A beneficiary of the great demand for fresh beef in Gold Rush California that made so many southern California rancheros wealthy, Williams enjoyed the boon during the first half of the 1850s.  Just as the Gold Rush was tapering off and imported Texas longhorns, a far superior breed of animal to the local type, were capturing the beef trade, Williams died, passing away on 13 September 1856, just days before his 57th birthday.  One of the stranger aspects of early southern California civil law was the fact that, having lost his wife Maria de Jesús Lugo in 1842 while she gave was giving birth to the fourth child, Williams engaged in relationships with two cousins, aged 13 and 14 (Williams was 47) connected with famed Indian chief, Pablo Apis, of Temecula and fathered children with both!  Williams also had a daughter, Manuela, with a California woman and this daughter married William R. Rowland, of the Rancho La Puente, who later was a two-term sheriff of Los Angeles County and a wealthy oil magnate through his Puente Oil Company. 

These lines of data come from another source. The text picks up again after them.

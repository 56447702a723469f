use clap::Parser;
use tracing_subscriber::EnvFilter;

mod cli;
pub mod exit_codes;
pub mod writer;

use cli::args::Cli;
use cli::commands::dispatch;

#[tokio::main(flavor = "multi_thread")]
async fn main() {
    if std::env::var("RUST_LOG").is_err() {
        std::env::set_var("RUST_LOG", "info");
    }
    // Logs go to stderr so `generate --stdout` stays machine-readable.
    tracing_subscriber::fmt()
        .with_env_filter(EnvFilter::from_default_env())
        .with_writer(std::io::stderr)
        .init();
    let cli = Cli::parse();
    let code = match dispatch(cli).await {
        Ok(code) => code,
        Err(e) => {
            eprintln!("fatal: {e:?}");
            exit_codes::CONFIG_ERROR
        }
    };
    std::process::exit(code);
}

It appears that Williams found many laborers for the Chino Rancho from among the Indians who claimed Apis as their chief and this "special relationship" was continued by John Rains, Williams' son-in-law through marriage to Merced, until Rains' murder in 1862.  When his two surviving children by Maria de Jesús Lugo, Francisca and Merced claimed the lion's share of the significant Williams estate, a challenge to probate ensued that revealed publicly that Williams had several illegitimate half-Indian children.  The battle was an unusual and contentious one, but the daughters by the Lugo marriage prevailed.  The probate in dealing with the Williams estate was easily the most complicated of the era locally, because of the various children and the effort by the legitimate daughters to keep his estate in their hands.

The photo of Williams comes from Edwin Rhodes' The Break of Day in Chino, published by Rhodes in 1951.  Other information on Williams comes from Hubert Howe Bancroft, Pioneer Register and Index and William Heath Davis, Seventy-Five Years in California.  There is an interesting description of the Chino Ranch from a March 1850 issue of the New York Herald, written the previous December by a correspondent only giving his initials.  It also lauded Williams for his great hospitality to travelers.